Nick: ¿Nos reunimos hoy? No voy a poder mañana ni el resto de la semana.

Yo: Mmm... ok. Después de las cuatro.

Ethel Donelly se aclaró la garganta y yo me guardé el teléfono muy rápido en el bolsillo. Ella era una mujer alta y huesuda, con cara de cabra, cabello negro y ondulado. No dudaba de que se lo tiñera al igual que su esposo. Por la expresión de su rostro anguloso, daba la impresión de que acababa de chuparse un limón agrio. Era de pocas palabras, pero esa mirada calculadora y sus gestos adustos intimidaban más que el quejumbroso de Teddy.

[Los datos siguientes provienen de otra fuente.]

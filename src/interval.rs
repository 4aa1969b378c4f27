//! Report windows and exact interval-overlap arithmetic.
//!
//! Every statistic in this crate reduces to one primitive: how much of a
//! segment `[s, e)` falls inside a window `[ws, we)`. That overlap is
//! computed in integer nanoseconds with no rounding, so totals stay exact
//! across thousands of segments and the conservation property (splitting
//! a range into a tiling never drops or double-counts time) holds by
//! construction.

use crate::errors::MetricsError;
use crate::trace::TraceBounds;

pub const NS_PER_SEC: i64 = 1_000_000_000;

/// A `[start, end)` time range over which one output row's aggregates are
/// computed: either one bucket of the per-second tiling or a single
/// caller-supplied interval.
#[derive(Clone, Copy, Debug, PartialEq, Eq)]
pub struct ReportWindow {
    pub start: i64,
    pub end: i64,
}

impl ReportWindow {
    pub fn dur(&self) -> i64 {
        self.end - self.start
    }

    /// Overlap duration between this window and `[start, end)`, in ns.
    /// Zero or negative means no overlap; callers discard those.
    pub fn overlap(&self, start: i64, end: i64) -> i64 {
        end.min(self.end) - start.max(self.start)
    }
}

/// Start of the absolute one-second bucket containing `ts`.
pub fn second_bucket(ts: i64) -> i64 {
    ts - ts.rem_euclid(NS_PER_SEC)
}

/// Split `[start, end)` across the absolute one-second tiling, yielding
/// `(bucket_ts, overlap_ns)` for every second bucket it touches.
pub fn split_into_seconds(start: i64, end: i64) -> SecondSplit {
    SecondSplit {
        cursor: start,
        end,
    }
}

/// Iterator over the per-second pieces of one time range.
pub struct SecondSplit {
    cursor: i64,
    end: i64,
}

impl Iterator for SecondSplit {
    type Item = (i64, i64);

    fn next(&mut self) -> Option<(i64, i64)> {
        if self.cursor >= self.end {
            return None;
        }
        let bucket = second_bucket(self.cursor);
        let piece_end = (bucket + NS_PER_SEC).min(self.end);
        let piece = (bucket, piece_end - self.cursor);
        self.cursor = piece_end;
        Some(piece)
    }
}

/// Validate a caller-supplied `(start, dur)` interval against the trace
/// bounds and turn it into a [`ReportWindow`].
///
/// Rejected up front, before any aggregation work: non-positive durations
/// and intervals reaching outside the trace. Nothing is silently clamped.
pub fn validate_interval(
    bounds: &TraceBounds,
    start: i64,
    dur: i64,
) -> Result<ReportWindow, MetricsError> {
    if dur <= 0 {
        return Err(MetricsError::InvalidInterval {
            start,
            dur,
            reason: "duration must be positive".into(),
        });
    }
    if start < bounds.start || start.saturating_add(dur) > bounds.end {
        return Err(MetricsError::InvalidInterval {
            start,
            dur,
            reason: format!(
                "interval outside trace bounds [{}, {})",
                bounds.start, bounds.end
            ),
        });
    }
    Ok(ReportWindow {
        start,
        end: start + dur,
    })
}
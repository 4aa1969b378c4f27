//! Idle residency statistics.
//!
//! Two independent calculators share the interval arithmetic:
//!
//! - Edge-based: walks the per-CPU idle segment timeline. Every closed
//!   segment with a real idle state is one idle episode; an episode still
//!   open at the end of the data is dropped rather than overcounted.
//! - Counter-based: differences consecutive cumulative residency counter
//!   samples per (cpu, state), and synthesizes a complementary "C0"
//!   active row per sample gap so percentages close to exactly 100.

use std::collections::BTreeMap;

use tracing::{debug, warn};

use crate::errors::MetricsError;
use crate::interval::ReportWindow;
use crate::timeline::Segment;
use crate::trace::{IdleResidencySampleRecord, IdleStatRow, IdleTimeInStateRow, IDLE_STATE_ACTIVE};

/// Nanoseconds per unit of the reported `time_slice` column (µs, the
/// same unit the cumulative residency counters use).
const NS_PER_TIME_SLICE: i64 = 1_000;

/// Edge-based idle statistics for one CPU, restricted to `window`.
///
/// `segments` is the CPU's idle timeline from the timeline builder. The
/// trailing segment was closed by the trace bound rather than by an
/// event, so if it is an idle state it is an incomplete episode and is
/// excluded. The percentage denominator is the CPU's observed data span
/// (first event to end of timeline) clipped to the window.
pub(crate) fn idle_stats_for_cpu(
    cpu: i32,
    segments: &[Segment],
    window: &ReportWindow,
) -> Vec<IdleStatRow> {
    let Some(last) = segments.last() else {
        return Vec::new();
    };
    let observed = window.overlap(segments[0].start, last.end);
    if observed <= 0 {
        return Vec::new();
    }

    // (count, dur) per raw idle state, closed episodes only.
    let mut per_state: BTreeMap<i64, (u64, i64)> = BTreeMap::new();
    for seg in &segments[..segments.len() - 1] {
        if seg.value == IDLE_STATE_ACTIVE {
            continue;
        }
        let overlap = window.overlap(seg.start, seg.end);
        if overlap <= 0 {
            continue;
        }
        let entry = per_state.entry(seg.value).or_default();
        entry.0 += 1;
        entry.1 += overlap;
    }

    per_state
        .into_iter()
        .map(|(state, (count, dur))| IdleStatRow {
            cpu,
            // Reported state numbering is raw index + 1.
            state: state + 1,
            count,
            dur,
            avg_dur: dur / count as i64,
            idle_percent: dur as f64 * 100.0 / observed as f64,
        })
        .collect()
}

/// Counter-based idle time-in-state rows from cumulative residency
/// samples.
///
/// Samples must be time-ordered per (cpu, state); a backwards timestamp
/// rejects the stream. The first sample of each (cpu, state) has no
/// baseline to difference against and produces no row. A decreasing
/// counter value (the counter is defined as monotonically non-decreasing)
/// is skipped with a warning rather than producing a negative residency.
pub(crate) fn idle_time_in_state_rows(
    samples: &[IdleResidencySampleRecord],
) -> Result<Vec<IdleTimeInStateRow>, MetricsError> {
    // Last-seen sample per (cpu, state).
    let mut baselines: BTreeMap<(i32, &str), (i64, i64)> = BTreeMap::new();
    // Per-state deltas keyed for deterministic output order.
    let mut state_rows: BTreeMap<(i32, String, i64), (f64, f64, i64)> = BTreeMap::new();
    // Aggregate per (cpu, ts) for the synthesized active state.
    let mut totals: BTreeMap<(i32, i64), (f64, i64, i64)> = BTreeMap::new();

    for sample in samples {
        let key = (sample.cpu, sample.state.as_str());
        let Some(&(prev_ts, prev_value)) = baselines.get(&key) else {
            debug!(
                cpu = sample.cpu,
                state = %sample.state,
                ts = sample.ts,
                "first residency sample, no baseline yet"
            );
            baselines.insert(key, (sample.ts, sample.duration_us));
            continue;
        };
        if sample.ts < prev_ts {
            return Err(MetricsError::malformed(format!(
                "cpu{} cpuidle.{}: residency sample at {} precedes prior sample at {}",
                sample.cpu, sample.state, sample.ts, prev_ts
            )));
        }
        baselines.insert(key, (sample.ts, sample.duration_us));

        let time_slice = (sample.ts - prev_ts) / NS_PER_TIME_SLICE;
        if time_slice <= 0 {
            continue;
        }
        let delta = sample.duration_us - prev_value;
        if delta < 0 {
            warn!(
                cpu = sample.cpu,
                state = %sample.state,
                ts = sample.ts,
                delta,
                "cumulative residency counter went backwards, skipping sample pair"
            );
            continue;
        }

        let percentage = delta as f64 / time_slice as f64 * 100.0;
        state_rows.insert(
            (sample.cpu, sample.state.clone(), sample.ts),
            (percentage, delta as f64, time_slice),
        );
        let total = totals.entry((sample.cpu, sample.ts)).or_insert((0.0, 0, 0));
        total.0 += percentage;
        total.1 += delta;
        total.2 = time_slice;
    }

    let mut rows: Vec<IdleTimeInStateRow> = state_rows
        .into_iter()
        .map(
            |((_cpu, state, ts), (percentage, residency, time_slice))| IdleTimeInStateRow {
                ts,
                state_name: format!("cpuidle.{state}"),
                idle_percentage: percentage,
                total_residency: residency,
                time_slice,
            },
        )
        .collect();

    // Complementary active rows close each timestamp's percentages to 100.
    rows.extend(totals.into_iter().map(
        |((_cpu, ts), (pct_sum, delta_sum, time_slice))| IdleTimeInStateRow {
            ts,
            state_name: "cpuidle.C0".into(),
            idle_percentage: 100.0 - pct_sum,
            total_residency: (time_slice - delta_sum) as f64,
            time_slice,
        },
    ));

    Ok(rows)
}

#[cfg(test)]
mod tests {
    use super::*;
    use crate::timeline::build_segments;

    fn sample(ts: i64, cpu: i32, state: &str, duration_us: i64) -> IdleResidencySampleRecord {
        IdleResidencySampleRecord {
            ts,
            cpu,
            state: state.to_string(),
            duration_us,
        }
    }

    #[test]
    fn test_open_idle_episode_excluded() {
        // Active then idle, idle never exits before trace end.
        let segments =
            build_segments([(0, IDLE_STATE_ACTIVE), (1_000, 1)], 5_000, "cpu0 idle").unwrap();
        let window = ReportWindow { start: 0, end: 5_000 };
        let rows = idle_stats_for_cpu(0, &segments, &window);
        assert!(rows.is_empty());
    }

    #[test]
    fn test_closed_episodes_counted_per_state() {
        let segments = build_segments(
            [
                (0, IDLE_STATE_ACTIVE),
                (100, 1),
                (300, IDLE_STATE_ACTIVE),
                (400, 2),
                (500, IDLE_STATE_ACTIVE),
            ],
            1_000,
            "cpu0 idle",
        )
        .unwrap();
        let window = ReportWindow { start: 0, end: 1_000 };
        let rows = idle_stats_for_cpu(0, &segments, &window);
        assert_eq!(rows.len(), 2);
        // Raw state 1 reports as state 2.
        assert_eq!(rows[0].state, 2);
        assert_eq!(rows[0].count, 1);
        assert_eq!(rows[0].dur, 200);
        assert_eq!(rows[0].avg_dur, 200);
        assert!((rows[0].idle_percent - 20.0).abs() < 1e-9);
        assert_eq!(rows[1].state, 3);
        assert_eq!(rows[1].dur, 100);
    }

    #[test]
    fn test_idle_stats_window_clipping() {
        let segments = build_segments(
            [(0, 1), (400, IDLE_STATE_ACTIVE)],
            1_000,
            "cpu0 idle",
        )
        .unwrap();
        // Window covers half of the 400ns episode.
        let window = ReportWindow { start: 200, end: 1_000 };
        let rows = idle_stats_for_cpu(0, &segments, &window);
        assert_eq!(rows.len(), 1);
        assert_eq!(rows[0].dur, 200);
        // Observed span inside the window is 800ns.
        assert!((rows[0].idle_percent - 25.0).abs() < 1e-9);
    }

    #[test]
    fn test_first_sample_produces_no_row() {
        let rows = idle_time_in_state_rows(&[sample(1_000_000_000, 0, "C8", 500)]).unwrap();
        assert!(rows.is_empty());
    }

    #[test]
    fn test_residency_deltas_and_c0_complement() {
        let rows = idle_time_in_state_rows(&[
            sample(200_000_000_000, 0, "C8", 1_000_000),
            sample(200_001_000_000, 0, "C8", 1_000_100),
            sample(200_002_000_000, 0, "C8", 1_000_200),
        ])
        .unwrap();

        let c8: Vec<_> = rows.iter().filter(|r| r.state_name == "cpuidle.C8").collect();
        let c0: Vec<_> = rows.iter().filter(|r| r.state_name == "cpuidle.C0").collect();
        assert_eq!(c8.len(), 2);
        assert_eq!(c0.len(), 2);
        for row in &c8 {
            assert!((row.idle_percentage - 10.0).abs() < 1e-9);
            assert!((row.total_residency - 100.0).abs() < 1e-9);
            assert_eq!(row.time_slice, 1_000);
        }
        for row in &c0 {
            assert!((row.idle_percentage - 90.0).abs() < 1e-9);
            assert!((row.total_residency - 900.0).abs() < 1e-9);
            assert_eq!(row.time_slice, 1_000);
        }
    }

    #[test]
    fn test_percentages_close_to_100_across_states() {
        let rows = idle_time_in_state_rows(&[
            sample(0, 0, "C6", 0),
            sample(0, 0, "C8", 0),
            sample(2_000_000_000, 0, "C6", 300),
            sample(2_000_000_000, 0, "C8", 500),
        ])
        .unwrap();
        let total: f64 = rows
            .iter()
            .filter(|r| r.ts == 2_000_000_000)
            .map(|r| r.idle_percentage)
            .sum();
        assert!((total - 100.0).abs() < 1e-9);
    }

    #[test]
    fn test_backwards_sample_rejected() {
        let err = idle_time_in_state_rows(&[
            sample(2_000_000_000, 0, "C8", 100),
            sample(1_000_000_000, 0, "C8", 200),
        ])
        .unwrap_err();
        assert!(matches!(err, MetricsError::MalformedStream { .. }));
    }

    #[test]
    fn test_counter_reset_skipped() {
        let rows = idle_time_in_state_rows(&[
            sample(0, 0, "C8", 1_000),
            sample(1_000_000_000, 0, "C8", 500),
        ])
        .unwrap();
        assert!(rows.is_empty());
    }
}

No dijo nada, se limitó a deslizar sobre el mostrador la orden que tenía que llevar. Suspiré, cargué los mandados y sujeté la factura con la información del cliente.

—Ya vuelvo —anuncié.

Ethel entornó los ojos con fiereza.

—No demores —siseó.

¡Ah, qué belleza! Nuestras conversaciones eran una monada. Cuatro palabras, dos por cada una, cargadas de casi tantos sentimientos como el número de vacas voladoras que el hombre había conocido.

El letrero de SE SOLICITA REPARTIDOR seguía colgado fuera de la tienda, llevaba tanto tiempo allí que ya estaba maltratado y descolorido.

Guardé en el cajón trasero de la bici las compras del Capitán Whitaker, un hombre mayor que vivía solo en el vecindario, y me monté en el asiento, acomodando los pies sobre los pedales, para realizar la entrega.

Como cada vez que le llevé los mandados, el Capitán demoró una eternidad en llegar a la puerta y otro tanto en conseguir meter la llave en el agujero de la cerradura. Al pobre cada vez le temblaban más las manos.

—Buenas tardes, Capitán Whitaker.

—Saskia, niña, hola —me saludó, su voz enronquecida era obra de una adicción a los cigarrillos que, por lo que me había contado, le había costado mucho abandonar.

Me brindó una sonrisa temblorosa y yo le devolví el gesto.

—Aquí está su cuenta —dije antes de entregarle la factura—. ¿Puedo ganarme mi propina ayudándolo a acomodar la despensa?

En realidad, no lo hacía por la propina, me gustaba ayudarlo. Era triste saber que tenía cuatro hijos adultos que andaban por ahí sin tomarse la molestia de, al menos, llamarle para preguntar cómo estaba. Yo no podía imaginarme abandonando a su suerte a mi madre, y varias veces me pregunté si los hijos del Capitán pensaban lo mismo que yo cuando tenían mi edad. ¿Sería, acaso, que se nos endurecía el corazón con el paso del tiempo?, ¿qué los problemas cotidianos terminaban por volvernos ciegos a lo que realmente importaba? ¿O era cuestión de cada persona? No tenía la más mínima idea, pero esperaba ser capaz de abrazar con fuerza mis ideales y no perderlos en mi inevitable viaje a la adultez.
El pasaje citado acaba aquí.